◆ Action item
Once the line with "pub enum MatchResult" is found in the data, output it and each following line exactly, up to and including the line with "reading = false;", and nothing before or after.

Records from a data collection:
+ + + + +

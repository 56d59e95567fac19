//! # Paddle Arena Server
//!
//! Authoritative server for a small terminal arcade game: one ball (or two)
//! bouncing inside a rectangular arena, four paddles steered by a single
//! player, and a countdown the player has to survive.
//!
//! ## Core Responsibilities
//!
//! ### Authoritative Simulation
//! The server owns the canonical game state. The client only draws what it
//! receives and sends movement commands back.
//!
//! ### One Match Per Connection
//! Each accepted TCP connection plays exactly one match with its own state
//! and its own command slot. Nothing is shared between matches except the
//! read-only configuration.
//!
//! ## Match Lifecycle
//!
//! 1. The client sends a handshake line, `start <mode>`.
//! 2. The match loop builds a [`game::GameState`] for that mode and spawns a
//!    command reader for the rest of the connection.
//! 3. Every tick the loop takes the latest command, runs
//!    [`physics::step`], and writes either a five line state frame or the
//!    final `win`/`lose` line.
//! 4. The match ends on `win`, `lose`, or the first I/O failure.
//!
//! ## Module Organization
//!
//! - `config`: startup configuration, TOML loading and validation
//! - `game`: game state and the per-mode factory
//! - `physics`: the per-tick simulation step
//! - `reward`: mode-specific tokens appended to `win`
//! - `command`: the shared command slot and the command reader
//! - `session`: the per-connection match loop
//! - `network`: the TCP accept loop
//! - `error`: error types for matches and the listener
//!
//! ## Usage Example
//!
//! ```rust,no_run
//! use server::config::Config;
//! use server::network::Server;
//!
//! #[tokio::main]
//! async fn main() -> Result<(), Box<dyn std::error::Error>> {
//!     let server = Server::bind(Config::default()).await?;
//!     server.run().await;
//!     Ok(())
//! }
//! ```

pub mod command;
pub mod config;
pub mod error;
pub mod game;
pub mod network;
pub mod physics;
pub mod reward;
pub mod session;
//! Per-mode reward tokens appended to the `win` line.
//!
//! The tokens are stored XOR-masked with a short repeating key so they do not
//! show up in a plain `strings` dump of the binary. The mask is not a secret.

use shared::Mode;

const MASK_KEY: &[u8] = b"paddle";

const FAST_REWARD: [u8; 35] = [
    0x33, 0x35, 0x22, 0x1f, 0x1e, 0x51, 0x00, 0x50, 0x00, 0x3b, 0x1e, 0x56, 0x16, 0x0d, 0x57,
    0x1c, 0x5f, 0x16, 0x2f, 0x51, 0x0a, 0x3b, 0x58, 0x3a, 0x04, 0x50, 0x0a, 0x1d, 0x33, 0x07,
    0x40, 0x55, 0x16, 0x00, 0x11,
];

const DOUBLE_REWARD: [u8; 34] = [
    0x33, 0x35, 0x22, 0x1f, 0x18, 0x12, 0x41, 0x02, 0x57, 0x3b, 0x18, 0x0d, 0x43, 0x3e, 0x06,
    0x50, 0x00, 0x09, 0x03, 0x3e, 0x10, 0x13, 0x5d, 0x06, 0x43, 0x3e, 0x10, 0x0c, 0x5f, 0x3a,
    0x16, 0x14, 0x0a, 0x19,
];

fn unmask(masked: &[u8]) -> String {
    masked
        .iter()
        .zip(MASK_KEY.iter().cycle())
        .map(|(byte, key)| (byte ^ key) as char)
        .collect()
}

/// Token sent after `win` for `mode`, if that mode has one.
pub fn reward_token(mode: Mode) -> Option<String> {
    match mode {
        Mode::Default => None,
        Mode::Fast => Some(unmask(&FAST_REWARD)),
        Mode::Double => Some(unmask(&DOUBLE_REWARD)),
    }
}

#[cfg(test)]
mod tests {
    use super::*;

    #[test]
    fn test_default_mode_has_no_reward() {
        assert_eq!(reward_token(Mode::Default), None);
    }

    #[test]
    fn test_fast_reward() {
        assert_eq!(
            reward_token(Mode::Fast).as_deref(),
            Some("CTF{r4p1d_r3fl3x3s_0n_4_t1ny_b04rd}")
        );
    }

    #[test]
    fn test_double_reward() {
        assert_eq!(
            reward_token(Mode::Double).as_deref(),
            Some("CTF{tw1c3_th3_b4lls_tw1c3_th3_fun}")
        );
    }

    #[test]
    fn test_rewards_are_printable_single_words() {
        for mode in [Mode::Fast, Mode::Double] {
            let token = reward_token(mode).unwrap();
            assert!(token.chars().all(|c| c.is_ascii_graphic()), "{token:?}");
        }
    }
}
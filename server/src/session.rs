//! Match loop for a single connection.
//!
//! A match reads one handshake line, then runs two tasks until it ends: the
//! tick loop in this module, which owns the [`GameState`] and writes every
//! message, and the command reader from [`crate::command`]. The match ends on
//! `win`, `lose`, a failed write, or a failed command read. A peer that only
//! closes its sending side keeps receiving frames until the match ends.

use crate::command::{ingest_commands, PendingCommand};
use crate::config::Config;
use crate::error::MatchError;
use crate::game::GameState;
use crate::physics::{self, Outcome};
use crate::reward::reward_token;
use log::{debug, info, trace};
use shared::protocol::parse_handshake;
use shared::{Mode, ServerMessage};
use std::io;
use std::net::SocketAddr;
use tokio::io::{AsyncBufRead, AsyncBufReadExt, AsyncRead, AsyncWrite, AsyncWriteExt, BufReader};
use tokio::task::JoinHandle;
use tokio::time::{interval, MissedTickBehavior};

/// How a match that ran to completion ended.
#[derive(Debug, Clone, Copy, PartialEq, Eq)]
pub enum MatchResult {
    Won,
    Lost,
}

/// Waits for the handshake line and returns the requested mode.
pub async fn read_handshake<R>(reader: &mut R) -> Result<Mode, MatchError>
where
    R: AsyncBufRead + Unpin,
{
    let mut line = String::new();
    match reader.read_line(&mut line).await {
        Ok(0) => Err(MatchError::HandshakeClosed),
        Ok(_) => Ok(parse_handshake(&line)),
        Err(e) => Err(MatchError::HandshakeRead(e)),
    }
}

/// Plays one match over `stream`.
pub async fn run_match<S>(
    stream: S,
    peer: SocketAddr,
    config: &Config,
) -> Result<MatchResult, MatchError>
where
    S: AsyncRead + AsyncWrite + Send + 'static,
{
    let (read_half, mut write_half) = tokio::io::split(stream);
    let mut reader = BufReader::new(read_half);

    let mode = read_handshake(&mut reader).await?;
    info!("Start game, remote = {}, mode = {}", peer, mode);

    let mut state = GameState::new(mode, config);
    let pending = PendingCommand::new();
    let mut ingestion = tokio::spawn(ingest_commands(reader, pending.clone()));

    let result = play(&mut state, &pending, &mut ingestion, &mut write_half, config).await;
    ingestion.abort();

    if result.is_ok() {
        // Best effort; the terminal line has already been written.
        let _ = write_half.shutdown().await;
    }
    result
}

async fn play<W>(
    state: &mut GameState,
    pending: &PendingCommand,
    ingestion: &mut JoinHandle<io::Result<()>>,
    writer: &mut W,
    config: &Config,
) -> Result<MatchResult, MatchError>
where
    W: AsyncWrite + Unpin,
{
    let mut ticker = interval(config.tick_interval());
    ticker.set_missed_tick_behavior(MissedTickBehavior::Skip);
    let secret_tick = config.secret_tick();

    // The first tick completes immediately
    ticker.tick().await;

    // A half-closed peer still receives frames; only writes can end it.
    let mut reading = true;

    loop {
        tokio::select! {
            _ = ticker.tick() => {}
            joined = &mut *ingestion, if reading => {
                match joined {
                    Ok(Ok(())) => {
                        debug!("Command stream closed, playing on without input");
                        reading = false;
                        continue;
                    }
                    Ok(Err(e)) => return Err(MatchError::CommandRead(e)),
                    Err(_) => return Err(MatchError::CommandStreamClosed),
                }
            }
        }

        let command = pending.take();
        let outcome = physics::step(state, command);
        trace!(
            "Tick {}: command {:?}, outcome {:?}",
            state.countdown,
            command,
            outcome
        );

        if state.countdown == secret_tick {
            send(writer, &ServerMessage::SecretRequest).await?;
        }

        let message = match outcome {
            Outcome::Continue => ServerMessage::State(state.snapshot()),
            Outcome::Win => ServerMessage::Win {
                reward: reward_token(state.mode),
            },
            Outcome::Lose => ServerMessage::Lose,
        };
        send(writer, &message).await?;

        match outcome {
            Outcome::Continue => {}
            Outcome::Win => return Ok(MatchResult::Won),
            Outcome::Lose => return Ok(MatchResult::Lost),
        }
    }
}

async fn send<W>(writer: &mut W, message: &ServerMessage) -> Result<(), MatchError>
where
    W: AsyncWrite + Unpin,
{
    writer
        .write_all(message.encode().as_bytes())
        .await
        .map_err(MatchError::StateWrite)?;
    writer.flush().await.map_err(MatchError::StateWrite)
}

+ + + + +

◆ Completed exercise
pub enum MatchResult {
    Won,
    Lost,
}

/// Waits for the handshake line and returns the requested mode.
pub async fn read_handshake<R>(reader: &mut R) -> Result<Mode, MatchError>
where
    R: AsyncBufRead + Unpin,
{
    let mut line = String::new();
    match reader.read_line(&mut line).await {
        Ok(0) => Err(MatchError::HandshakeClosed),
        Ok(_) => Ok(parse_handshake(&line)),
        Err(e) => Err(MatchError::HandshakeRead(e)),
    }
}

/// Plays one match over `stream`.
pub async fn run_match<S>(
    stream: S,
    peer: SocketAddr,
    config: &Config,
) -> Result<MatchResult, MatchError>
where
    S: AsyncRead + AsyncWrite + Send + 'static,
{
    let (read_half, mut write_half) = tokio::io::split(stream);
    let mut reader = BufReader::new(read_half);

    let mode = read_handshake(&mut reader).await?;
    info!("Start game, remote = {}, mode = {}", peer, mode);

    let mut state = GameState::new(mode, config);
    let pending = PendingCommand::new();
    let mut ingestion = tokio::spawn(ingest_commands(reader, pending.clone()));

    let result = play(&mut state, &pending, &mut ingestion, &mut write_half, config).await;
    ingestion.abort();

    if result.is_ok() {
        // Best effort; the terminal line has already been written.
        let _ = write_half.shutdown().await;
    }
    result
}

async fn play<W>(
    state: &mut GameState,
    pending: &PendingCommand,
    ingestion: &mut JoinHandle<io::Result<()>>,
    writer: &mut W,
    config: &Config,
) -> Result<MatchResult, MatchError>
where
    W: AsyncWrite + Unpin,
{
    let mut ticker = interval(config.tick_interval());
    ticker.set_missed_tick_behavior(MissedTickBehavior::Skip);
    let secret_tick = config.secret_tick();

    // The first tick completes immediately
    ticker.tick().await;

    // A half-closed peer still receives frames; only writes can end it.
    let mut reading = true;

    loop {
        tokio::select! {
            _ = ticker.tick() => {}
            joined = &mut *ingestion, if reading => {
                match joined {
                    Ok(Ok(())) => {
                        debug!("Command stream closed, playing on without input");
                        reading = false;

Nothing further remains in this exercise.